“Then an angel of the Lord said to Philip, “Get up and go toward the south to the road that goes down from Jerusalem to Gaza.” (This is a wilderness road.) So he got up and went. Now there was an Ethiopian eunuch, a court official of the Candace, queen of the Ethiopians, in charge of her entire treasury. He had come to Jerusalem to worship and was returning home; seated in his chariot, he was reading the prophet Isaiah. Then the Spirit said to Philip, “Go over to this chariot and join it.” So Philip ran up to it and heard him reading the prophet Isaiah. He asked, “Do you understand what you are reading?” He replied, “How can I, unless someone guides me?” And he invited Philip to get in and sit beside him. Now the passage of the scripture that he was reading was this:
“Like a sheep he was led to the slaughter,
and like a lamb silent before its shearer,
so he does not open his mouth.
In his humiliation justice was denied him.
Who can describe his generation?
For his life is taken away from the earth.”
The eunuch asked Philip, “About whom, may I ask you, does the prophet say this, about himself or about someone else?” Then Philip began to speak, and starting with this scripture, he proclaimed to him the good news about Jesus. As they were going along the road, they came to some water; and the eunuch said, “Look, here is water! What is to prevent me from being baptized?” He commanded the chariot to stop, and both of them, Philip and the eunuch, went down into the water, and Philip baptized him. When they came up out of the water, the Spirit of the Lord snatched Philip away; the eunuch saw him no more, and went on his way rejoicing. But Philip found himself at Azotus, and as he was passing through the region, he proclaimed the good news to all the towns until he came to Caesarea.”
I still remember the first time I learned about eunuch’s. I was in a middle school Sunday school class at the First Baptist Church of Powder Springs, Georgia. Our teacher was Mike Wix, a rugged veteran fireman and father of one of my classmates. It case you don’t know, a eunuch is a male court official who serves a female member of the royal family. To prevent any temptations that may emerge between the sexes, eunuchs would have their genitals removed. This was also seen as a sign of devotion and continual abstinence. Can you imagine having such a conversation with middle school boys? Poor old Mr. Wix…

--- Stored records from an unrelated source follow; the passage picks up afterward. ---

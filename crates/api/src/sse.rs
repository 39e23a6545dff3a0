use serde::Deserialize;
use serde_json::Value;

use super::events::{ErrorCause, ExchangeEvent};
use super::ids::ValidationId;
use super::types::{Source, ValidationRequest};

const KNOWN_EVENT_TYPES: [&str; 6] = [
    "token",
    "source",
    "validation_requested",
    "validation_resolved",
    "done",
    "error",
];

#[derive(Debug, Deserialize)]
#[serde(tag = "type", rename_all = "snake_case")]
enum WireEvent {
    Token {
        content: String,
    },
    Source {
        source: Source,
    },
    ValidationRequested {
        validation: ValidationRequest,
    },
    ValidationResolved {
        validation_id: ValidationId,
    },
    Done,
    Error {
        #[serde(default)]
        code: Option<String>,
        #[serde(default)]
        message: Option<String>,
    },
}

impl From<WireEvent> for ExchangeEvent {
    fn from(value: WireEvent) -> Self {
        match value {
            WireEvent::Token { content } => Self::Token(content),
            WireEvent::Source { source } => Self::Source(source),
            WireEvent::ValidationRequested { validation } => Self::ValidationRequested(validation),
            WireEvent::ValidationResolved { validation_id } => {
                Self::ValidationResolved(validation_id)
            }
            WireEvent::Done => Self::Done,
            WireEvent::Error { code, message } => Self::Error {
                cause: ErrorCause::Backend(code.unwrap_or_else(|| "unknown".to_string())),
                message: message.unwrap_or_else(|| "backend reported a stream error".to_string()),
            },
        }
    }
}

/// Incremental parser for the exchange `text/event-stream` body.
///
/// Bytes are buffered raw so a UTF-8 sequence split across network chunks is decoded once the
/// whole frame has arrived.
#[derive(Debug, Default)]
pub struct SseStreamParser {
    buffer: Vec<u8>,
}

impl SseStreamParser {
    /// Feed arbitrary bytes into the parser and drain complete events.
    ///
    /// Frames that cannot be decoded surface as a terminal `Decode` error event.
    pub fn feed(&mut self, bytes: &[u8]) -> Vec<ExchangeEvent> {
        // A raw CR can only be part of a line ending; JSON escapes it inside strings.
        self.buffer
            .extend(bytes.iter().copied().filter(|byte| *byte != b'\r'));

        let mut events = Vec::new();
        while let Some(split) = self
            .buffer
            .windows(2)
            .position(|window| window == b"\n\n")
        {
            let frame: Vec<u8> = self.buffer.drain(..split + 2).take(split).collect();
            let event = match std::str::from_utf8(&frame) {
                Ok(frame) => decode_frame(frame),
                Err(error) => Some(decode_error(error.to_string())),
            };
            events.extend(event);
        }

        events
    }
}

fn decode_frame(frame: &str) -> Option<ExchangeEvent> {
    let payload = extract_data_payload(frame)?;
    if payload == "[DONE]" {
        return None;
    }

    let mut value = match serde_json::from_str::<Value>(&payload) {
        Ok(value) => value,
        Err(error) => return Some(decode_error(error.to_string())),
    };

    // Some backends put the type on the `event:` line instead of the JSON body.
    if value.get("type").is_none()
        && let Some(event_name) = extract_event_name(frame)
        && let Some(object) = value.as_object_mut()
    {
        object.insert("type".to_string(), Value::String(event_name.to_string()));
    }

    let event_type = value.get("type").and_then(Value::as_str)?;
    if !KNOWN_EVENT_TYPES.contains(&event_type) {
        tracing::debug!("ignoring unknown exchange event type {event_type}");
        return None;
    }

    match serde_json::from_value::<WireEvent>(value) {
        Ok(event) => Some(event.into()),
        Err(error) => Some(decode_error(error.to_string())),
    }
}

fn decode_error(details: String) -> ExchangeEvent {
    ExchangeEvent::Error {
        cause: ErrorCause::Decode,
        message: format!("malformed exchange event: {details}"),
    }
}

fn extract_data_payload(frame: &str) -> Option<String> {
    let data_lines: Vec<&str> = frame
        .lines()
        .filter_map(|line| line.strip_prefix("data:"))
        .map(|value| value.trim())
        .filter(|value| !value.is_empty())
        .collect();

    if data_lines.is_empty() {
        None
    } else {
        Some(data_lines.join("\n"))
    }
}

fn extract_event_name(frame: &str) -> Option<&str> {
    frame
        .lines()
        .find_map(|line| line.strip_prefix("event:"))
        .map(str::trim)
        .filter(|name| !name.is_empty())
}

#[cfg(test)]
mod tests {
    use super::*;

    fn parse(input: &str) -> Vec<ExchangeEvent> {
        SseStreamParser::default().feed(input.as_bytes())
    }

    #[test]
    fn frames_split_across_chunks_are_reassembled() {
        let mut parser = SseStreamParser::default();
        let mut events = Vec::new();

        events.extend(parser.feed(b"data: {\"type\":\"token\",\"con"));
        assert!(events.is_empty());
        events.extend(parser.feed(b"tent\":\"Hi\"}\n\ndata: {\"type\":\"done\"}\n\n"));

        assert_eq!(
            events,
            vec![ExchangeEvent::Token("Hi".to_string()), ExchangeEvent::Done]
        );
        assert!(parser.buffer.is_empty());
    }

    #[test]
    fn multibyte_text_split_across_chunks_is_preserved() {
        let mut parser = SseStreamParser::default();
        let mut events = Vec::new();

        events.extend(parser.feed(b"data: {\"type\":\"token\",\"content\":\"caf\xC3"));
        events.extend(parser.feed(b"\xA9 \xF0\x9F"));
        events.extend(parser.feed(b"\xA6\x80\"}\n\n"));

        assert_eq!(events, vec![ExchangeEvent::Token("caf\u{e9} \u{1f980}".to_string())]);
    }

    #[test]
    fn invalid_utf8_frame_becomes_decode_error() {
        let events = SseStreamParser::default()
            .feed(b"data: {\"type\":\"token\",\"content\":\"\xFF\"}\n\n");

        assert!(matches!(
            events.as_slice(),
            [ExchangeEvent::Error {
                cause: ErrorCause::Decode,
                ..
            }]
        ));
    }

    #[test]
    fn validation_request_frame_maps_tool_call() {
        let events = parse(
            "data: {\"type\":\"validation_requested\",\"validation\":{\"id\":\"v-1\",\"tool_name\":\"search\",\"arguments\":{\"q\":\"rust\"},\"chat_id\":\"c-1\"}}\n\n",
        );

        let [ExchangeEvent::ValidationRequested(request)] = events.as_slice() else {
            panic!("expected one validation request, got {events:?}");
        };
        assert_eq!(request.id, ValidationId::new("v-1"));
        assert_eq!(request.tool_name, "search");
        assert_eq!(request.arguments["q"], "rust");
        assert_eq!(request.agent_id, None);
    }

    #[test]
    fn event_line_supplies_missing_type() {
        let events = parse(
            "event: validation_resolved\r\ndata: {\"validation_id\":\"v-9\"}\r\n\r\n",
        );
        assert_eq!(
            events,
            vec![ExchangeEvent::ValidationResolved(ValidationId::new("v-9"))]
        );
    }

    #[test]
    fn unknown_types_and_done_marker_are_ignored() {
        let events = parse(
            "data: {\"type\":\"heartbeat\"}\n\ndata: [DONE]\n\n: comment\n\n",
        );
        assert!(events.is_empty());
    }

    #[test]
    fn malformed_payload_becomes_decode_error() {
        let events = parse(
            "data: {not json}\n\ndata: {\"type\":\"token\"}\n\n",
        );

        assert_eq!(events.len(), 2);
        assert!(events.iter().all(|event| matches!(
            event,
            ExchangeEvent::Error {
                cause: ErrorCause::Decode,
                ..
            }
        )));
    }

    #[test]
    fn backend_error_keeps_code() {
        let events = parse(
            "data: {\"type\":\"error\",\"code\":\"rate_limited\",\"message\":\"slow down\"}\n\n",
        );
        assert_eq!(
            events,
            vec![ExchangeEvent::Error {
                cause: ErrorCause::Backend("rate_limited".to_string()),
                message: "slow down".to_string(),
            }]
        );
    }
}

This story is interesting for three reasons. First, we don’t read much about Philip. Philip was one of the first seven deacons appointed in Acts 6 and this story in chapter 8 is one of the few we have from his ministry. This is one of the first moments we read about the spirit moving from the Apostles to others who have been called to do the work of ministry. This should encourage us today as those called to continue that work.
Another reason this stands out is because it is one of the first times the gospel was extended to a non-Jewish person. The eunuch in this story is Ethiopian. There have long been traditions linking the people of Ethiopia to the worship of Yahweh. Moses’ wife Zipporah was a Cushite (Numbers 12), perhaps from modern day Ethiopia, and some traditions claim the Queen of Sheba became a worshipper following her interactions with King Solomon (I Kings 10 and II Chronicles 9). We’re not sure how or why this Ethiopian was in Jerusalem to worship, but he was seeking, and through Philip, the spirit was revealed.

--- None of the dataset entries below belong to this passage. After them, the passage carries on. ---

impl SessionState {
    pub fn active_chat(&self) -> Option<&ChatId> {
        self.active_chat.as_ref()
    }

    pub fn set_active_chat(&mut self, chat_id: Option<ChatId>) {
        self.active_chat = chat_id;
    }

    pub fn chats(&self) -> &[Chat] {
        &self.chats
    }

    pub fn replace_chats(&mut self, chats: Vec<Chat>) {
        for chat in &chats {
            self.deleted.remove(&chat.id);
        }
        self.chats = chats;
        self.sort_chats();
    }

    pub fn insert_chat(&mut self, chat: Chat) {
        self.deleted.remove(&chat.id);
        self.chats.retain(|known| known.id != chat.id);
        self.chats.push(chat);
        self.sort_chats();
    }

    fn sort_chats(&mut self) {
        self.chats
            .sort_by(|a, b| b.created_at_unix_seconds.cmp(&a.created_at_unix_seconds));
    }

    pub fn remove_chat(&mut self, chat_id: &ChatId) {
        self.chats.retain(|chat| &chat.id != chat_id);
        self.store.forget(chat_id);
        self.overlay.clear(chat_id);
        self.deleted.insert(chat_id.clone());
        if self.active_chat.as_ref() == Some(chat_id) {
            self.active_chat = None;
        }
    }

    pub fn is_streaming(&self, chat_id: &ChatId) -> bool {
        self.streams.contains_key(chat_id)
    }

    pub fn begin_send(
        &mut self,
        content: &str,
        agent_id: Option<AgentId>,
    ) -> SessionResult<BegunSend> {
        let stage = "begin-send";
        ensure!(!content.trim().is_empty(), EmptyContentSnafu { stage });
        let chat_id = self
            .active_chat
            .clone()
            .context(NoActiveChatSnafu { stage })?;
        ensure!(
            !self.streams.contains_key(&chat_id),
            StreamAlreadyActiveSnafu {
                stage,
                chat_id: chat_id.clone(),
            }
        );

        let chat = self.chats.iter_mut().find(|chat| chat.id == chat_id);
        let chat_agent = chat.as_ref().and_then(|chat| chat.agent_id.clone());
        let agent_id = agent_id
            .or(chat_agent)
            .ok_or_else(|| SessionError::agent_unbound(stage, &chat_id))?;

        self.overlay
            .stage(&chat_id, content)
            .context(StreamAlreadyActiveSnafu {
                stage,
                chat_id: chat_id.clone(),
            })?;

        let mut bound_agent = false;
        if let Some(chat) = chat
            && chat.agent_id.is_none()
        {
            chat.agent_id = Some(agent_id.clone());
            bound_agent = true;
        }

        self.next_handle += 1;
        let handle = StreamHandleId::new(self.next_handle);
        let (completion_tx, completion_rx) = oneshot::channel();
        let mut session = StreamSession::new(handle, agent_id.clone(), completion_tx);
        session.bound_agent = bound_agent;
        self.streams.insert(chat_id.clone(), session);

        Ok(BegunSend {
            chat_id,
            handle,
            agent_id,
            completion: completion_rx,
        })
    }

    /// Rolls back a send whose exchange never opened, including an agent binding it made.
    pub fn abandon_send(&mut self, chat_id: &ChatId, handle: StreamHandleId) {
        if self.current(chat_id, handle).is_none() {
            return;
        }
        let Some(session) = self.streams.remove(chat_id) else {
            return;
        };
        self.overlay.clear(chat_id);
        if session.bound_agent
            && let Some(chat) = self.chats.iter_mut().find(|chat| &chat.id == chat_id)
        {
            chat.agent_id = None;
        }
    }

    /// Hands the tasks back when the exchange already ended before they could be attached.
    pub fn attach_tasks(
        &mut self,
        chat_id: &ChatId,
        handle: StreamHandleId,
        tasks: StreamTasks,
    ) -> Option<StreamTasks> {
        match self.streams.get_mut(chat_id) {
            Some(session) if session.handle == handle => {
                session.tasks = Some(tasks);
                None
            }
            _ => Some(tasks),
        }
    }

    fn current(&self, chat_id: &ChatId, handle: StreamHandleId) -> Option<&StreamSession> {
        self.streams
            .get(chat_id)
            .filter(|session| session.handle == handle)
    }

    fn current_in<'a>(
        streams: &'a mut HashMap<ChatId, StreamSession>,
        chat_id: &ChatId,
        handle: StreamHandleId,
        stage: &'static str,
    ) -> SessionResult<&'a mut StreamSession> {
        match streams.get_mut(chat_id) {
            Some(session) if session.handle == handle => Ok(session),
            _ => Err(SessionError::StaleHandle {
                stage,
                chat_id: chat_id.clone(),
                handle,
            }),
        }
    }

    /// Whether the reader for `handle` should keep going, and if so whether it is paused.
    pub fn reader_paused(&self, chat_id: &ChatId, handle: StreamHandleId) -> Option<bool> {
        self.current(chat_id, handle)
            .filter(|session| session.phase == StreamPhase::Streaming)
            .map(|session| session.projection.is_paused())
    }

    pub fn apply_event(
        &mut self,
        chat_id: &ChatId,
        handle: StreamHandleId,
        event: ExchangeEvent,
        auto_approve: bool,
    ) -> SessionResult<EventEffect> {
        let stage = "apply-exchange-event";
        let session = Self::current_in(&mut self.streams, chat_id, handle, stage)?;
        if session.phase != StreamPhase::Streaming {
            return Err(SessionError::StaleHandle {
                stage,
                chat_id: chat_id.clone(),
                handle,
            });
        }

        match session.projection.apply(event) {
            ReaderStep::Continue => Ok(EventEffect::Continue),
            ReaderStep::ValidationRequested(request) => {
                let surfaced = session.gate.request(request.clone());
                session.sync_pause();
                tracing::debug!(
                    "validation {} for tool {} on chat {} (surfaced: {})",
                    request.id,
                    request.tool_name,
                    chat_id,
                    surfaced
                );
                Ok(Self::auto_approval(
                    &self.standing,
                    auto_approve && surfaced,
                    &session.agent_id,
                    Some(&request),
                ))
            }
            ReaderStep::ValidationResolved(validation_id) => {
                self.resolved.insert(validation_id.clone());
                let promoted = session.gate.resolved_remotely(&validation_id);
                session.sync_pause();
                Ok(Self::auto_approval(
                    &self.standing,
                    auto_approve,
                    &session.agent_id,
                    promoted.as_ref(),
                ))
            }
            ReaderStep::Completed => {
                session.phase = StreamPhase::Finalizing;
                Ok(EventEffect::Completed)
            }
            ReaderStep::Failed { cause, message } => Ok(EventEffect::Failed { cause, message }),
        }
    }

    fn auto_approval(
        standing: &HashSet<(AgentId, String)>,
        enabled: bool,
        session_agent: &AgentId,
        request: Option<&ValidationRequest>,
    ) -> EventEffect {
        let Some(request) = request.filter(|_| enabled) else {
            return EventEffect::Continue;
        };
        let agent_id = request.agent_id.as_ref().unwrap_or(session_agent);
        if standing.contains(&(agent_id.clone(), request.tool_name.clone())) {
            EventEffect::AutoApprove(request.id.clone())
        } else {
            EventEffect::Continue
        }
    }

    /// Deleted chats get no history entry back; their refresh is dropped on arrival.
    pub fn begin_refresh(&mut self, chat_id: &ChatId) -> RefreshGeneration {
        if self.deleted.contains(chat_id) {
            return self.store.latest_refresh(chat_id);
        }
        self.store.begin_refresh(chat_id)
    }

    /// Marks the point after which a landed refresh counts as confirming an exchange.
    pub fn refresh_mark(&self, chat_id: &ChatId) -> RefreshGeneration {
        self.store.latest_refresh(chat_id)
    }

    pub fn refreshed_since(&self, chat_id: &ChatId, mark: RefreshGeneration) -> bool {
        self.store.refreshed_since(chat_id, mark)
    }

    pub fn apply_refresh(
        &mut self,
        chat_id: &ChatId,
        generation: RefreshGeneration,
        messages: Vec<Message>,
    ) -> bool {
        if self.deleted.contains(chat_id) {
            return false;
        }
        if !self.store.apply_refresh(chat_id, generation, messages) {
            return false;
        }
        self.overlay.reconcile(chat_id, self.store.durable(chat_id));
        true
    }

    /// Releases a finished exchange; provisional turns stay visible if the refresh failed.
    pub fn complete_stream(
        &mut self,
        chat_id: &ChatId,
        handle: StreamHandleId,
        durable_refreshed: bool,
    ) -> Option<StreamSession> {
        self.current(chat_id, handle)?;
        let session = self.streams.remove(chat_id)?;
        let optimistic = self.overlay.clear(chat_id);

        if !durable_refreshed && !self.deleted.contains(chat_id) {
            let assistant_text = session.projection.text();
            let assistant = (!assistant_text.is_empty()).then(|| {
                Message::temporary(chat_id.clone(), Role::Assistant, assistant_text)
            });
            self.store
                .push_unconfirmed(chat_id, optimistic.into_iter().chain(assistant));
        }
        Some(session)
    }

    pub fn fail_stream(&mut self, chat_id: &ChatId, handle: StreamHandleId) -> Option<StreamSession> {
        self.current(chat_id, handle)?;
        self.overlay.clear(chat_id);
        self.streams.remove(chat_id)
    }

    pub fn cancel_stream(&mut self, chat_id: &ChatId) -> Option<StreamSession> {
        let session = self.streams.remove(chat_id)?;
        self.overlay.clear(chat_id);
        Some(session)
    }

    pub fn drain_streams(&mut self) -> Vec<StreamSession> {
        self.overlay = OptimisticOverlay::default();
        self.streams.drain().map(|(_, session)| session).collect()
    }

    pub fn begin_resolution(
        &mut self,
        validation_id: &ValidationId,
        resolution: Resolution,
    ) -> SessionResult<ResolutionClaim> {
        let stage = "begin-resolution";
        let conflict = |reason| SessionError::ValidationConflict { stage, reason };

        let Some((chat_id, session)) = self
            .streams
            .iter_mut()
            .find(|(_, session)| session.gate.contains(validation_id))
        else {
            let validation_id = validation_id.clone();
            return Err(conflict(if self.resolved.contains(&validation_id) {
                ConflictReason::AlreadyResolved { validation_id }
            } else {
                ConflictReason::NotPending { validation_id }
            }));
        };

        match session.gate.begin(validation_id, resolution.clone()) {
            Ok(request) => {
                let agent_id = request.agent_id.unwrap_or_else(|| session.agent_id.clone());
                Ok(ResolutionClaim {
                    chat_id: chat_id.clone(),
                    handle: session.handle,
                    validation_id: validation_id.clone(),
                    agent_id,
                    tool_name: request.tool_name,
                    resolution,
                })
            }
            Err(GateRejection::AlreadyResolving) => Err(conflict(ConflictReason::AlreadyResolved {
                validation_id: validation_id.clone(),
            })),
            Err(GateRejection::NotPending) => Err(conflict(ConflictReason::NotPending {
                validation_id: validation_id.clone(),
            })),
        }
    }

    pub fn complete_resolution(
        &mut self,
        claim: &ResolutionClaim,
        outcome: ValidationOutcome,
        auto_approve: bool,
    ) -> ResolutionEffect {
        self.resolved.insert(claim.validation_id.clone());
        if matches!(claim.resolution, Resolution::Approve { always_allow: true }) {
            self.standing
                .insert((claim.agent_id.clone(), claim.tool_name.clone()));
        }

        let Some(session) = self
            .streams
            .get_mut(&claim.chat_id)
            .filter(|session| session.handle == claim.handle)
        else {
            return ResolutionEffect::default();
        };

        let promoted = session.gate.complete(&claim.validation_id);
        session.sync_pause();

        if !outcome.stream_active && session.phase == StreamPhase::Streaming {
            session.phase = StreamPhase::Finalizing;
            session.projection.set_paused(false);
            return ResolutionEffect {
                auto_approve: None,
                finish_exchange: true,
                finished_tasks: session.take_tasks(),
            };
        }

        let auto_approve = match Self::auto_approval(
            &self.standing,
            auto_approve,
            &session.agent_id,
            promoted.as_ref(),
        ) {
            EventEffect::AutoApprove(validation_id) => Some(validation_id),
            _ => None,
        };
        ResolutionEffect {
            auto_approve,
            ..ResolutionEffect::default()
        }
    }

    pub fn abort_resolution(&mut self, claim: &ResolutionClaim) -> bool {
        match self.streams.get_mut(&claim.chat_id) {
            Some(session) if session.handle == claim.handle => {
                let aborted = session.gate.abort(&claim.validation_id);
                session.sync_pause();
                aborted
            }
            _ => false,
        }
    }

    pub fn render_messages(&self, chat_id: &ChatId) -> Vec<Message> {
        self.store.merged(chat_id, self.overlay.pending(chat_id))
    }

    pub fn snapshot(&self) -> SessionSnapshot {
        let stream = self
            .active_chat
            .as_ref()
            .and_then(|chat_id| self.streams.get(chat_id))
            .map(StreamSession::view);
        let mut streaming_chats = self.streams.keys().cloned().collect::<Vec<_>>();
        streaming_chats.sort();

        SessionSnapshot {
            active_chat: self.active_chat.clone(),
            chats: self.chats.clone(),
            messages: self
                .active_chat
                .as_ref()
                .map(|chat_id| self.render_messages(chat_id))
                .unwrap_or_default(),
            is_sending: stream.is_some(),
            stream,
            streaming_chats,
        }
    }
}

Finally, this story marks a shift in the kind of person who could receive the gospel. Again, this Ethiopian was a eunuch. To use modern language, he lived a life of asexuality or gender dysphoria. Born a man, the removal of the Eunuch’s genitals means his life was lived outside gender norms. Depending upon the age of his royal procedure, there is a chance that this man came across as more feminine than masculine. He was a sexual minority and far from the covenantal norms of a first century Jewish Christian like Philip. Yet still, Philip, following the movements of the Holy Spirit, sat down beside the Eunuch in his chariot, and explained the scriptures to him. Philip lead the man to Jesus and baptized him as a new believer.
It’s important to remember that there was no way this man could undo his identity as a eunuch. That would be his bodily experience for the rest of his life. But he left Philip rejoicing, for he had discovered a far greater spiritual reality that transcended how the world would have defined him. This was, and continues to be, an act of great spiritual welcome.

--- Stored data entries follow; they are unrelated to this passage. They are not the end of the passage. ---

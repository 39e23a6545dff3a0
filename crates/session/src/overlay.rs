use std::collections::HashMap;

use parley_api::{ChatId, Message, MessageId, Role};

/// Client-side lifecycle of the message a user just submitted in one chat.
#[derive(Debug, Clone, PartialEq, Eq, Default)]
pub enum OverlayEntry {
    #[default]
    Absent,
    /// Shown in place of the durable user message that has not been seen yet.
    Pending(Message),
    /// A durable refresh produced the counterpart; the entry no longer renders.
    Reconciled { durable_id: MessageId },
}

static ABSENT: OverlayEntry = OverlayEntry::Absent;

/// At most one optimistic user message per chat.
#[derive(Debug, Default)]
pub struct OptimisticOverlay {
    entries: HashMap<ChatId, OverlayEntry>,
}

impl OptimisticOverlay {
    pub fn entry(&self, chat_id: &ChatId) -> &OverlayEntry {
        self.entries.get(chat_id).unwrap_or(&ABSENT)
    }

    pub fn pending(&self, chat_id: &ChatId) -> Option<&Message> {
        match self.entry(chat_id) {
            OverlayEntry::Pending(message) => Some(message),
            _ => None,
        }
    }

    /// Stages a temporary user message; refused while another one is still pending.
    pub fn stage(&mut self, chat_id: &ChatId, content: &str) -> Option<Message> {
        if self.pending(chat_id).is_some() {
            return None;
        }
        let message = Message::temporary(chat_id.clone(), Role::User, content);
        self.entries
            .insert(chat_id.clone(), OverlayEntry::Pending(message.clone()));
        Some(message)
    }

    /// Marks the pending entry reconciled when `durable` holds a user message with equal content.
    pub fn reconcile(&mut self, chat_id: &ChatId, durable: &[Message]) -> bool {
        let Some(pending) = self.pending(chat_id) else {
            return false;
        };
        let Some(counterpart) = durable
            .iter()
            .rev()
            .find(|message| message.role == Role::User && message.content == pending.content)
        else {
            return false;
        };

        let durable_id = counterpart.id.clone();
        self.entries
            .insert(chat_id.clone(), OverlayEntry::Reconciled { durable_id });
        true
    }

    /// Returns the entry to absent, handing back the message if it was still pending.
    pub fn clear(&mut self, chat_id: &ChatId) -> Option<Message> {
        match self.entries.remove(chat_id) {
            Some(OverlayEntry::Pending(message)) => Some(message),
            _ => None,
        }
    }
}

#[cfg(test)]
mod tests {
    use super::*;

    fn durable_user(chat_id: &ChatId, id: &str, content: &str) -> Message {
        Message {
            id: MessageId::durable(id),
            chat_id: chat_id.clone(),
            role: Role::User,
            content: content.to_string(),
            created_at_unix_seconds: 10,
        }
    }

    #[test]
    fn absent_until_staged() {
        let overlay = OptimisticOverlay::default();
        let chat = ChatId::new("chat-1");

        assert_eq!(overlay.entry(&chat), &OverlayEntry::Absent);
        assert!(overlay.pending(&chat).is_none());
    }

    #[test]
    fn second_stage_is_refused_while_pending() {
        let mut overlay = OptimisticOverlay::default();
        let chat = ChatId::new("chat-1");

        let staged = overlay.stage(&chat, "Hello").expect("first stage");
        assert!(staged.is_temporary());
        assert!(overlay.stage(&chat, "Again").is_none());
        assert_eq!(overlay.pending(&chat), Some(&staged));
    }

    #[test]
    fn chats_hold_independent_entries() {
        let mut overlay = OptimisticOverlay::default();
        let first = ChatId::new("chat-1");
        let second = ChatId::new("chat-2");

        overlay.stage(&first, "one").expect("stage first");
        overlay.stage(&second, "two").expect("stage second");
        overlay.clear(&first);

        assert!(overlay.pending(&first).is_none());
        assert_eq!(
            overlay.pending(&second).map(|message| message.content.as_str()),
            Some("two")
        );
    }

    #[test]
    fn reconcile_requires_matching_user_content() {
        let mut overlay = OptimisticOverlay::default();
        let chat = ChatId::new("chat-1");
        overlay.stage(&chat, "Hello").expect("stage");

        assert!(!overlay.reconcile(&chat, &[durable_user(&chat, "m1", "Other")]));
        assert!(overlay.pending(&chat).is_some());

        assert!(overlay.reconcile(&chat, &[durable_user(&chat, "m2", "Hello")]));
        assert_eq!(
            overlay.entry(&chat),
            &OverlayEntry::Reconciled {
                durable_id: MessageId::durable("m2"),
            }
        );
        assert!(overlay.pending(&chat).is_none());
    }

    #[test]
    fn clear_returns_pending_message_only() {
        let mut overlay = OptimisticOverlay::default();
        let chat = ChatId::new("chat-1");
        overlay.stage(&chat, "Hello").expect("stage");

        assert_eq!(
            overlay.clear(&chat).map(|message| message.content),
            Some("Hello".to_string())
        );
        assert_eq!(overlay.entry(&chat), &OverlayEntry::Absent);
        assert!(overlay.clear(&chat).is_none());
    }
}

Who are we called to welcome today? Are there those we do not understand or whose lives seem different than our own? What about those who at first glance might seem to live lives that are incompatible to the gospel? How might we be like Philip and follow the guidance of the Holy Spirit and welcome the unexpected to experience life in Christ Jesus?
The Spirit first came to the Apostles, then to the deacons. Before we know it, the Spirit spread beyond the Jewish community to welcome the gentiles and eventually, marginalized people like the Ethiopian Eunuch. May we continue to follow the Spirit and leave room for unexpected acts of welcome.